We returned yesterday from a 10-day trip to China, the principle motivation of which was an official biannual delegation to Richmond’s sister city, Zhoushan.

This was my first visit to Asia in 32 years, my first trip having been initiated by Uncle Sam in 1970 with the original destination being Vietnam. Unlike almost everyone else, I forsook the fabled “freedom flight” home and took advantage of a little used option to take my discharge from the Army “in-country,” because I wanted to visit the great temple complex of Ankor Wat in Cambodia. I started off there, beating the U.S. invasion by less than a month but still getting caught up in a coup that closed the airports and forced me to have to literally walk into Thailand. From there, I went on to Hong Kong, Japan (the year of the Osaka World’s Fair), and eventually across Russia, east to west via the Trans-Siberian Railway. The closest I got to China was Hong Kong, then still a British Colony. Asia has changed a lot in the last 30 years, particularly China, which, in 1970, was still in the final throes of the devastating “cultural revolution.” 

Back to the recent trip – which included the official Richmond delegation of Mayor Irma Anderson, Councilmembers Mindell Penn and Nat Bates, City Manager Isiah Turner, Port Director Jim Matzorkis, Administrative Analyst Linda Harris and Shirley and me. Assistant City Manager and Finance Director Anna Vega was on the Hong Kong leg only. There were several other east bay business persons who went along, as well as Walter Fong and his wife Cici, who were instrumental in setting up the Richmond- Zhoushan relationship. Walter is originally from Zhoushan and was also involved in setting up the San Francisco-Shanghai sister city relationship.

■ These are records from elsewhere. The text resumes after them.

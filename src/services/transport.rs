// Copyright (c) 2025 TexasFortress.AI
// This Source Code Form is subject to the terms of the Mozilla Public
// License, v. 2.0. If a copy of the MPL was not distributed with this
// file, You can obtain one at http://mozilla.org/MPL/2.0/.

//! Provider send paths. Failures are classified into a [`TransportErrorKind`]
//! right here, at the boundary, so callers never inspect provider text.

use async_trait::async_trait;
use base64::{engine::general_purpose::URL_SAFE_NO_PAD, Engine as _};
use lettre::address::{Address, Envelope};
use lettre::transport::smtp::authentication::{Credentials as SmtpCredentials, Mechanism};
use lettre::{AsyncSmtpTransport, AsyncTransport, Tokio1Executor};
use log::{debug, error, info};
#[cfg(test)]
use mockall::automock;
use serde::{Deserialize, Serialize};
use thiserror::Error;

use crate::models::{Account, Credentials};

#[derive(Debug, Clone, Copy, PartialEq, Eq, Serialize)]
#[serde(rename_all = "snake_case")]
pub enum TransportErrorKind {
    /// The thread id we passed is unknown to the provider.
    InvalidThread,
    /// Credentials were refused.
    Unauthorized,
    /// The provider refused the message itself.
    Rejected,
    /// Network failure, 5xx or rate limiting.
    Unavailable,
}

#[derive(Error, Debug, Clone, PartialEq)]
#[error("{message}")]
pub struct TransportError {
    pub kind: TransportErrorKind,
    pub status: Option<u16>,
    pub message: String,
}

impl TransportError {
    pub fn new(kind: TransportErrorKind, status: Option<u16>, message: impl Into<String>) -> Self {
        Self {
            kind,
            status,
            message: message.into(),
        }
    }

    /// Decides the kind of a provider HTTP failure from its status and message.
    pub fn from_http(status: u16, message: &str) -> Self {
        let lower = message.to_ascii_lowercase();
        let kind = match status {
            400 | 404 if lower.contains("thread") && (lower.contains("invalid") || status == 404) => {
                TransportErrorKind::InvalidThread
            }
            401 | 403 => TransportErrorKind::Unauthorized,
            429 | 500..=599 => TransportErrorKind::Unavailable,
            _ => TransportErrorKind::Rejected,
        };
        Self::new(kind, Some(status), message)
    }
}

/// A fully rendered message ready for a transport.
#[derive(Debug, Clone, PartialEq)]
pub struct OutgoingMessage {
    pub from: String,
    pub to: String,
    /// RFC-822 bytes.
    pub raw: Vec<u8>,
    pub rfc_message_id: String,
    pub thread_id: Option<String>,
}

#[derive(Debug, Clone, PartialEq, Serialize, Deserialize)]
pub struct SentMessage {
    pub provider_message_id: String,
    pub provider_thread_id: Option<String>,
}

#[cfg_attr(test, automock)]
#[async_trait]
pub trait MailTransport: Send + Sync {
    async fn send(
        &self,
        account: &Account,
        credentials: &Credentials,
        message: &OutgoingMessage,
    ) -> Result<SentMessage, TransportError>;
}

// --- Gmail REST API ---

#[derive(Serialize)]
struct GmailSendRequest<'a> {
    raw: String,
    #[serde(rename = "threadId", skip_serializing_if = "Option::is_none")]
    thread_id: Option<&'a str>,
}

#[derive(Deserialize)]
struct GmailSendResponse {
    id: String,
    #[serde(rename = "threadId")]
    thread_id: Option<String>,
}

#[derive(Deserialize)]
struct GmailErrorEnvelope {
    error: GmailErrorBody,
}

#[derive(Deserialize)]
struct GmailErrorBody {
    #[serde(default)]
    message: String,
}

pub struct GmailApiTransport {
    api_base: String,
    http_client: reqwest::Client,
}

impl GmailApiTransport {
    pub fn new(api_base: &str) -> Self {
        Self {
            api_base: api_base.trim_end_matches('/').to_string(),
            http_client: reqwest::Client::new(),
        }
    }
}

#[async_trait]
impl MailTransport for GmailApiTransport {
    async fn send(
        &self,
        account: &Account,
        credentials: &Credentials,
        message: &OutgoingMessage,
    ) -> Result<SentMessage, TransportError> {
        let Credentials::OAuth { access_token, .. } = credentials else {
            return Err(TransportError::new(
                TransportErrorKind::Unauthorized,
                None,
                "send API requires an OAuth access token",
            ));
        };

        let url = format!("{}/users/me/messages/send", self.api_base);
        let body = GmailSendRequest {
            raw: URL_SAFE_NO_PAD.encode(&message.raw),
            thread_id: message.thread_id.as_deref(),
        };
        debug!(
            "Sending {} via send API for {} (thread {:?})",
            message.rfc_message_id, account.email, message.thread_id
        );

        let response = self
            .http_client
            .post(&url)
            .bearer_auth(access_token)
            .json(&body)
            .send()
            .await
            .map_err(|e| TransportError::new(TransportErrorKind::Unavailable, None, e.to_string()))?;

        let status = response.status();
        if !status.is_success() {
            let text = response.text().await.unwrap_or_default();
            let detail = serde_json::from_str::<GmailErrorEnvelope>(&text)
                .map(|env| env.error.message)
                .unwrap_or(text);
            error!("Send API rejected message for {}: HTTP {} - {}", account.email, status, detail);
            return Err(TransportError::from_http(status.as_u16(), &detail));
        }

        let sent: GmailSendResponse = response
            .json()
            .await
            .map_err(|e| TransportError::new(TransportErrorKind::Unavailable, None, format!("JSON parse: {}", e)))?;
        info!("Message {} sent for {}", sent.id, account.email);
        Ok(SentMessage {
            provider_message_id: sent.id,
            provider_thread_id: sent.thread_id,
        })
    }
}

// --- SMTP ---

/// Generic accounts: SMTP AUTH with the stored password, or XOAUTH2 when the
/// credential is a bearer token.
#[derive(Debug, Default, Clone)]
pub struct SmtpMailTransport;

impl SmtpMailTransport {
    fn mailer(&self, account: &Account, credentials: &Credentials) -> Result<AsyncSmtpTransport<Tokio1Executor>, TransportError> {
        let host = account.smtp_host.as_deref().ok_or_else(|| {
            TransportError::new(TransportErrorKind::Rejected, None, format!("account {} has no SMTP host", account.id))
        })?;
        let port = account.smtp_port.unwrap_or(587);

        let builder = if port == 465 {
            AsyncSmtpTransport::<Tokio1Executor>::relay(host)
        } else {
            AsyncSmtpTransport::<Tokio1Executor>::starttls_relay(host)
        }
        .map_err(|e| TransportError::new(TransportErrorKind::Unavailable, None, format!("SMTP relay error: {}", e)))?
        .port(port);

        let builder = match credentials {
            Credentials::Password { username, password } => {
                builder.credentials(SmtpCredentials::new(username.clone(), password.clone()))
            }
            Credentials::OAuth { user, access_token } => builder
                .credentials(SmtpCredentials::new(user.clone(), access_token.clone()))
                .authentication(vec![Mechanism::Xoauth2]),
        };
        Ok(builder.build())
    }
}

#[async_trait]
impl MailTransport for SmtpMailTransport {
    async fn send(
        &self,
        account: &Account,
        credentials: &Credentials,
        message: &OutgoingMessage,
    ) -> Result<SentMessage, TransportError> {
        let invalid = |e: String| TransportError::new(TransportErrorKind::Rejected, None, e);
        let from: Address = message.from.parse().map_err(|e| invalid(format!("Invalid from address: {}", e)))?;
        let to: Address = message.to.parse().map_err(|e| invalid(format!("Invalid to address: {}", e)))?;
        let envelope = Envelope::new(Some(from), vec![to]).map_err(|e| invalid(e.to_string()))?;

        let mailer = self.mailer(account, credentials)?;
        mailer.send_raw(&envelope, &message.raw).await.map_err(|e| {
            let kind = if e.is_permanent() {
                TransportErrorKind::Rejected
            } else {
                TransportErrorKind::Unavailable
            };
            error!("SMTP send for {} failed: {}", account.email, e);
            TransportError::new(kind, None, e.to_string())
        })?;

        info!("Message {} relayed over SMTP for {}", message.rfc_message_id, account.email);
        Ok(SentMessage {
            provider_message_id: message.rfc_message_id.clone(),
            provider_thread_id: Some(
                message
                    .thread_id
                    .clone()
                    .unwrap_or_else(|| message.rfc_message_id.clone()),
            ),
        })
    }
}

Our first stop was Hong Kong where Richmond businessman and owner of Pacific East Mall, Terry Kwong, met the delegation. We had a private VIP tour and presentation from Hongkong International Terminals (HIT), a branch of worldwide conglomerate Hutchison-Whampoa, the world's busiest independently owned container terminal operator.

From Hong Kong, we flew to Shanghai and traveled by bus to Suzhou, the hometown of Lucy Shen, Richmond businesswoman and owner of Suzhou Restaurant in Point Richmond. We had dinner with city officials in Suzhou, toured several of the city’s ancient gardens, which are listed as World Heritage sites, and visited a landscape architecture firm that designs similar gardens in other cities, such as Suzhou’s sister city, Portland, Oregon.

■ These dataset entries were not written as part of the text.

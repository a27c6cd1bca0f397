// Copyright (c) 2025 TexasFortress.AI
// This Source Code Form is subject to the terms of the Mozilla Public
// License, v. 2.0. If a copy of the MPL was not distributed with this
// file, You can obtain one at http://mozilla.org/MPL/2.0/.

//! Bearer authentication for the `/api` scope.
//!
//! The middleware resolves the bearer token against `user_sessions` and
//! stores the owning user in the request extensions, where handlers pick it
//! up through the `AuthenticatedUser` extractor. Browsers cannot set headers
//! on an `EventSource`, so the token is also accepted as `access_token` in
//! the query string.

use std::future::{ready, Ready};

use actix_web::{
    dev::{Payload, ServiceRequest, ServiceResponse},
    http::header::{HeaderMap, AUTHORIZATION},
    web::Data,
    Error as ActixError, FromRequest, HttpMessage, HttpRequest,
};
use actix_web_lab::middleware::Next;
use chrono::Utc;
use log::{debug, warn};

use super::errors::ApiError;
use super::AppState;

/// The user a request was authenticated as.
#[derive(Debug, Clone, PartialEq, Eq)]
pub struct AuthenticatedUser {
    pub user_id: String,
}

fn token_from_headers(headers: &HeaderMap) -> Option<String> {
    headers
        .get(AUTHORIZATION)
        .and_then(|v| v.to_str().ok())
        .and_then(|v| v.strip_prefix("Bearer "))
        .map(|t| t.trim().to_string())
        .filter(|t| !t.is_empty())
}

fn token_from_query(query: &str) -> Option<String> {
    query
        .split('&')
        .filter_map(|pair| pair.split_once('='))
        .find(|(k, _)| *k == "access_token")
        .and_then(|(_, v)| urlencoding::decode(v).ok())
        .map(|v| v.into_owned())
        .filter(|t| !t.is_empty())
}

/// Bearer token from the `Authorization` header, else the `access_token` query parameter.
pub fn bearer_token(headers: &HeaderMap, query: &str) -> Option<String> {
    token_from_headers(headers).or_else(|| token_from_query(query))
}

/// Middleware rejecting requests without a live session token.
pub async fn require_bearer(
    req: ServiceRequest,
    next: Next<impl actix_web::body::MessageBody>,
) -> Result<ServiceResponse<impl actix_web::body::MessageBody>, ActixError> {
    let token = match bearer_token(req.headers(), req.query_string()) {
        Some(token) => token,
        None => {
            warn!("Request to {} missing bearer token", req.path());
            return Err(ApiError::Unauthorized.into());
        }
    };

    let state = req.app_data::<Data<AppState>>().cloned().ok_or_else(|| ApiError::InternalError {
        message: "application state not configured".to_string(),
    })?;

    let user_id = state
        .store
        .sessions()
        .user_for_token(&token, Utc::now())
        .await
        .map_err(ApiError::from)?
        .ok_or_else(|| {
            warn!("Rejected unknown or expired session token");
            ApiError::Unauthorized
        })?;

    debug!("Request to {} authenticated as {}", req.path(), user_id);
    req.extensions_mut().insert(AuthenticatedUser { user_id });
    next.call(req).await
}

impl FromRequest for AuthenticatedUser {
    type Error = ApiError;
    type Future = Ready<Result<Self, Self::Error>>;

    fn from_request(req: &HttpRequest, _: &mut Payload) -> Self::Future {
        ready(
            req.extensions()
                .get::<AuthenticatedUser>()
                .cloned()
                .ok_or(ApiError::Unauthorized),
        )
    }
}
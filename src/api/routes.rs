// Copyright (c) 2025 TexasFortress.AI
// This Source Code Form is subject to the terms of the Mozilla Public
// License, v. 2.0. If a copy of the MPL was not distributed with this
// file, You can obtain one at http://mozilla.org/MPL/2.0/.

use actix_cors::Cors;
use actix_web::{http::header, web, HttpResponse};
use actix_web_lab::middleware::from_fn as mw_from_fn;

use super::{auth::require_bearer, handlers, sse, tracking};

/// CORS restricted to the configured origins; none configured allows none.
pub fn build_cors(allowed_origins: &[String]) -> Cors {
    let mut cors = Cors::default()
        .allowed_methods(vec!["GET", "POST", "DELETE", "OPTIONS"])
        .allowed_headers(vec![header::CONTENT_TYPE, header::AUTHORIZATION, header::ACCEPT, header::ORIGIN])
        .supports_credentials()
        .max_age(3600);

    for origin in allowed_origins {
        cors = cors.allowed_origin(origin);
    }
    cors
}

async fn health() -> HttpResponse {
    HttpResponse::Ok().json(serde_json::json!({ "status": "ok" }))
}

pub fn configure_routes(cfg: &mut web::ServiceConfig) {
    // Unauthenticated; registered ahead of the scope so it matches first.
    cfg.service(tracking::track)
        .route("/health", web::get().to(health));

    cfg.service(
        web::scope("/api")
            .wrap(mw_from_fn(require_bearer))
            // Sync
            .service(handlers::sync_account)
            .service(handlers::account_sync_state)
            .service(handlers::connect_google)
            // Send and timeline
            .service(handlers::send_message)
            .service(handlers::get_thread)
            .service(handlers::set_thread_status)
            // Messages
            .service(handlers::list_inbox)
            .service(handlers::mark_read)
            // Viewing sessions
            .service(sse::events)
            .service(handlers::set_visibility)
            .service(handlers::set_open_thread)
            .service(handlers::change_identity)
            .service(handlers::dismiss_pending),
    );
}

After an overnight stay in Shangai, we flew east to Richmond’s sister city, Zhoushan, which is more like what we would think of as a small state or large county. Zhoushan is actually an archipelago of 1,390 islands, only 98 of which are inhabited, with a population of about one million. In three days, we toured a school, a university, a seafood packing factory, a port, a hospital, temples and the museum (where there is a sister-city room with an extensive Richmond exhibit). We had numerous formal meetings with dozens of city officials and a 40+ course formal dinner every night. A high point for everyone was a ferry trip to Putuo Island, an enclave of ancient Buddhist temples and monasteries (also a national park), where we lunched vegetarian with the senior monk, one of China’s most revered religious leaders – a rare treat for anyone, especially westerners. The final day included a signing ceremony for an updated sister city agreement. Everywhere we went, we were treated like royalty. We always traveled like a presidential motorcade, never stopping at a red light, with police escorts and police stationed at every intersection to stop traffic.

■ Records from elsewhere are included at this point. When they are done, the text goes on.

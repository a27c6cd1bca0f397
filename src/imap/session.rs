// Copyright (c) 2025 TexasFortress.AI
// This Source Code Form is subject to the terms of the Mozilla Public
// License, v. 2.0. If a copy of the MPL was not distributed with this
// file, You can obtain one at http://mozilla.org/MPL/2.0/.

//! The mailbox operations the sync engine needs, independent of transport.

use async_trait::async_trait;
use chrono::{DateTime, Utc};

use super::error::ImapError;
use crate::models::{Account, Credentials};

/// Result of opening a folder read-only.
#[derive(Debug, Clone, Copy, PartialEq, Eq)]
pub struct FolderStatus {
    pub exists: u32,
}

/// Envelope-level view of one message, enough to decide whether to fetch it.
#[derive(Debug, Clone, Default, PartialEq)]
pub struct EnvelopeSummary {
    pub seq: u32,
    pub uid: Option<u32>,
    pub from_email: Option<String>,
    pub from_name: Option<String>,
    pub subject: Option<String>,
    pub message_id: Option<String>,
    pub date: Option<DateTime<Utc>>,
    /// Provider thread id, present only when the server exposes one.
    pub thread_id: Option<String>,
    /// Provider message id (Gmail's X-GM-MSGID), the key the send API returns.
    pub provider_message_id: Option<String>,
}

/// An authenticated mailbox connection.
///
/// `examine` takes the folder lock; callers must pair it with `close_folder`
/// on every path, including errors.
#[async_trait]
pub trait MailboxSession: Send {
    async fn examine(&mut self, folder: &str) -> Result<FolderStatus, ImapError>;

    /// Envelopes for the inclusive sequence range `start..=end`.
    async fn fetch_envelopes(&mut self, start: u32, end: u32) -> Result<Vec<EnvelopeSummary>, ImapError>;

    /// Full RFC-822 source of one message by sequence number.
    async fn fetch_source(&mut self, seq: u32) -> Result<Vec<u8>, ImapError>;

    async fn close_folder(&mut self) -> Result<(), ImapError>;

    async fn logout(&mut self) -> Result<(), ImapError>;
}

/// Opens authenticated sessions for an account.
#[async_trait]
pub trait MailboxConnector: Send + Sync {
    async fn connect(
        &self,
        account: &Account,
        credentials: &Credentials,
    ) -> Result<Box<dyn MailboxSession>, ImapError>;
}

/// Sequence range covering the last `count` of `exists` messages.
pub fn tail_range(exists: u32, count: u32) -> Option<(u32, u32)> {
    if exists == 0 || count == 0 {
        return None;
    }
    let start = exists.saturating_sub(count).saturating_add(1).max(1);
    Some((start, exists))
}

A final one-day stopover back in Shanghai before flying home completed our visit.

China may have once been a third world country, but that seems to be no longer true. The incredible scale of development and construction in the areas we visited is like nothing I have ever seen. Many of the older 20th Century buildings are pretty ugly, but the new stuff is world class. Our hotels were, in some respects, more advanced than what is typical for the U.S. I was particularly impressed with the level of urban design of the infrastructure. And the food was amazing in its quality and diversity. The streets, sidewalks, landscaping, parks and urban forests could provide a good example for Richmond. In fact, Richmond actually looked pretty gritty after 10 days in China.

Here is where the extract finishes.